■ What is needed
Report how many lines in the data below hold "PartialEq", with no other words.

■ Records provided
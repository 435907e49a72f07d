// 配置管理模块

mod validator;

pub use validator::ConfigValidator;

use crate::pool::PoolConfig;
use crate::tls::{self, TlsSettings};
use anyhow::Context;
use serde::{Deserialize, Serialize};
use std::path::PathBuf;
use std::time::Duration;
use tracing::debug;

/// 运行模式
#[derive(Debug, Clone, Copy, PartialEq, Eq, Serialize, Deserialize)]
#[serde(rename_all = "lowercase")]
pub enum Mode {
    /// 接受 TLS 连接，明文转发到本地服务
    Server,
    /// 接受明文连接，通过 TLS 转发到远端隧道
    Client,
}

impl std::fmt::Display for Mode {
    fn fmt(&self, f: &mut std::fmt::Formatter<'_>) -> std::fmt::Result {
        match self {
            Mode::Server => write!(f, "server"),
            Mode::Client => write!(f, "client"),
        }
    }
}

impl std::str::FromStr for Mode {
    type Err = anyhow::Error;

    fn from_str(s: &str) -> anyhow::Result<Self> {
        match s.to_lowercase().as_str() {
            "server" => Ok(Self::Server),
            "client" => Ok(Self::Client),
            _ => anyhow::bail!("Unknown mode: {}", s),
        }
    }
}

/// TLS 文件配置
#[derive(Debug, Clone, Serialize, Deserialize)]
pub struct TlsFileConfig {
    /// 本端私钥路径（留空表示不使用本端身份，仅客户端模式可用）
    #[serde(default = "default_key_path")]
    pub key_path: String,
    /// 本端证书路径
    #[serde(default = "default_cert_path")]
    pub cert_path: String,
    /// 用于验证对端的 CA（或直接是对端证书）
    #[serde(default = "default_ca_path")]
    pub ca_path: String,
    /// 服务端模式是否要求并验证客户端证书
    #[serde(default = "default_true")]
    pub require_client_auth: bool,
}

fn default_key_path() -> String {
    "pk.pem".to_string()
}

fn default_cert_path() -> String {
    "cert.pem".to_string()
}

fn default_ca_path() -> String {
    "cert.pem".to_string()
}

fn default_true() -> bool {
    true
}

impl Default for TlsFileConfig {
    fn default() -> Self {
        Self {
            key_path: default_key_path(),
            cert_path: default_cert_path(),
            ca_path: default_ca_path(),
            require_client_auth: true,
        }
    }
}

/// 配置文件（TOML）
#[derive(Debug, Clone, Serialize, Deserialize)]
pub struct FileConfig {
    /// 监听地址（":6380" 表示所有地址）
    #[serde(default = "default_listen_addr")]
    pub listen_addr: String,
    /// 转发目标地址（host:port）
    #[serde(default = "default_forward_addr")]
    pub forward_addr: String,
    /// TLS 主机名（为空时自动检测）
    #[serde(default)]
    pub hostname: Option<String>,
    /// 客户端模式握手使用的服务器名称（默认取 forward_addr 的主机部分）
    #[serde(default)]
    pub server_name: Option<String>,
    /// TCP keepalive 周期（秒，0 表示关闭）
    #[serde(default = "default_keepalive_secs")]
    pub keepalive_period_secs: u64,
    /// TLS 握手超时（秒）
    #[serde(default = "default_handshake_timeout_secs")]
    pub handshake_timeout_secs: u64,
    /// 出站拨号超时（秒）
    #[serde(default = "default_dial_timeout_secs")]
    pub dial_timeout_secs: u64,
    /// 会话空闲超时（秒，0 表示关闭）
    #[serde(default)]
    pub idle_timeout_secs: u64,
    /// 一个方向结束后另一个方向最多继续的时间（秒，0 表示不限制）
    #[serde(default = "default_drain_timeout_secs")]
    pub drain_timeout_secs: u64,
    /// 停止时等待活动会话结束的时间（秒）
    #[serde(default = "default_shutdown_grace_secs")]
    pub shutdown_grace_secs: u64,
    /// 统计信息 HTTP 服务器地址（可选）
    #[serde(default)]
    pub stats_addr: Option<String>,
    #[serde(default)]
    pub tls: TlsFileConfig,
    #[serde(default)]
    pub buffer_pool: PoolConfig,
}

fn default_listen_addr() -> String {
    ":6380".to_string()
}

fn default_forward_addr() -> String {
    "localhost:6379".to_string()
}

fn default_keepalive_secs() -> u64 {
    120
}

fn default_handshake_timeout_secs() -> u64 {
    10
}

fn default_dial_timeout_secs() -> u64 {
    10
}

fn default_drain_timeout_secs() -> u64 {
    30
}

fn default_shutdown_grace_secs() -> u64 {
    30
}

impl Default for FileConfig {
    fn default() -> Self {
        Self {
            listen_addr: default_listen_addr(),
            forward_addr: default_forward_addr(),
            hostname: None,
            server_name: None,
            keepalive_period_secs: default_keepalive_secs(),
            handshake_timeout_secs: default_handshake_timeout_secs(),
            dial_timeout_secs: default_dial_timeout_secs(),
            idle_timeout_secs: 0,
            drain_timeout_secs: default_drain_timeout_secs(),
            shutdown_grace_secs: default_shutdown_grace_secs(),
            stats_addr: None,
            tls: TlsFileConfig::default(),
            buffer_pool: PoolConfig::default(),
        }
    }
}

impl FileConfig {
    /// 从 TOML 文件加载
    pub fn load(path: &str) -> anyhow::Result<Self> {
        let content = std::fs::read_to_string(path)
            .with_context(|| format!("Failed to read configuration file {}", path))?;
        Self::from_toml_str(&content)
    }

    /// 从 TOML 字符串解析
    pub fn from_toml_str(content: &str) -> anyhow::Result<Self> {
        toml::from_str(content).context("Failed to parse configuration")
    }

    /// 验证配置
    pub fn validate(&self, mode: Mode) -> anyhow::Result<()> {
        ConfigValidator::validate_file_config(self, mode)
    }

    /// 监听地址（补全省略的主机部分）
    pub fn listen_socket_addr(&self) -> String {
        normalize_listen_addr(&self.listen_addr)
    }

    pub fn keepalive_period(&self) -> Duration {
        Duration::from_secs(self.keepalive_period_secs)
    }

    pub fn timeouts(&self) -> Timeouts {
        Timeouts {
            handshake: Duration::from_secs(self.handshake_timeout_secs),
            dial: Duration::from_secs(self.dial_timeout_secs),
            idle: secs_or_off(self.idle_timeout_secs),
            drain: secs_or_off(self.drain_timeout_secs),
            shutdown_grace: Duration::from_secs(self.shutdown_grace_secs),
        }
    }
}

/// 0 秒表示关闭
fn secs_or_off(secs: u64) -> Option<Duration> {
    (secs > 0).then(|| Duration::from_secs(secs))
}

/// ":6380" → "0.0.0.0:6380"
pub fn normalize_listen_addr(addr: &str) -> String {
    if addr.starts_with(':') {
        format!("0.0.0.0{}", addr)
    } else {
        addr.to_string()
    }
}

/// 取 host:port 中的主机部分（支持 "[::1]:443"）
pub fn host_of(addr: &str) -> &str {
    if let Some(rest) = addr.strip_prefix('[') {
        return rest.split(']').next().unwrap_or(rest);
    }
    addr.rsplit_once(':').map(|(host, _)| host).unwrap_or(addr)
}

/// 展开 ~ 并返回路径
pub fn expand_path(path: &str) -> PathBuf {
    PathBuf::from(shellexpand::tilde(path).as_ref())
}

/// 超时设置
#[derive(Debug, Clone, Copy, PartialEq, Eq)]
pub struct Timeouts {
    /// TLS 握手
    pub handshake: Duration,
    /// 出站 TCP 拨号
    pub dial: Duration,
    /// 会话空闲（两个方向都没有数据），None 表示依赖 TCP keepalive
    pub idle: Option<Duration>,
    /// 一个方向正常结束后，另一个方向的最长排空时间，None 表示一直等到它结束
    pub drain: Option<Duration>,
    /// 停止时等待活动会话的时间
    pub shutdown_grace: Duration,
}

impl Default for Timeouts {
    fn default() -> Self {
        FileConfig::default().timeouts()
    }
}

/// 隧道运行时配置
///
/// 构造后在进程生命周期内不可变，由监听循环持有并只读共享给所有会话。
#[derive(Debug, Clone)]
pub struct TunnelConfig {
    pub mode: Mode,
    /// 转发目标地址（host:port）
    pub forward_addr: String,
    /// 客户端模式握手使用的服务器名称
    pub server_name: Option<String>,
    /// TCP keepalive 周期，0 表示关闭
    pub keepalive_period: Duration,
    pub timeouts: Timeouts,
    pub buffer_pool: PoolConfig,
    pub tls: TlsSettings,
    /// 统计信息 HTTP 服务器地址
    pub stats_addr: Option<String>,
}

impl TunnelConfig {
    /// 使用默认超时和缓冲区池设置创建配置
    pub fn new(mode: Mode, forward_addr: impl Into<String>, tls: TlsSettings) -> Self {
        let defaults = FileConfig::default();
        Self {
            mode,
            forward_addr: forward_addr.into(),
            server_name: None,
            keepalive_period: defaults.keepalive_period(),
            timeouts: defaults.timeouts(),
            buffer_pool: defaults.buffer_pool,
            tls,
            stats_addr: None,
        }
    }

    /// 客户端模式握手时使用的服务器名称
    pub fn effective_server_name(&self) -> &str {
        self.server_name
            .as_deref()
            .unwrap_or_else(|| host_of(&self.forward_addr))
    }

    /// 从文件配置构造，加载 TLS 材料
    pub fn from_file_config(mode: Mode, file: &FileConfig) -> anyhow::Result<Self> {
        file.validate(mode)?;

        let hostname = tls::detect_hostname(file.hostname.as_deref());
        debug!("Mode: {}", mode);
        debug!("Hostname: {}", hostname);
        debug!("Forwarding to: {}", file.forward_addr);
        debug!("TCP KeepAlive Period: {:?}", file.keepalive_period());

        let identity = if file.tls.key_path.is_empty() || file.tls.cert_path.is_empty() {
            None
        } else {
            Some(
                tls::load_or_generate_identity(
                    &hostname,
                    &expand_path(&file.tls.key_path),
                    &expand_path(&file.tls.cert_path),
                )
                .context("Unable to load keypair")?,
            )
        };

        let roots = tls::load_root_store(&expand_path(&file.tls.ca_path))
            .context("Unable to load ca certificate")?;

        // 只有服务端模式验证客户端证书
        let require_client_auth = mode == Mode::Server && file.tls.require_client_auth;

        Ok(Self {
            mode,
            forward_addr: file.forward_addr.clone(),
            server_name: file.server_name.clone(),
            keepalive_period: file.keepalive_period(),
            timeouts: file.timeouts(),
            buffer_pool: file.buffer_pool.clone(),
            tls: TlsSettings::new(identity, roots, require_client_auth),
            stats_addr: file.stats_addr.clone(),
        })
    }
}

■ The completed task
2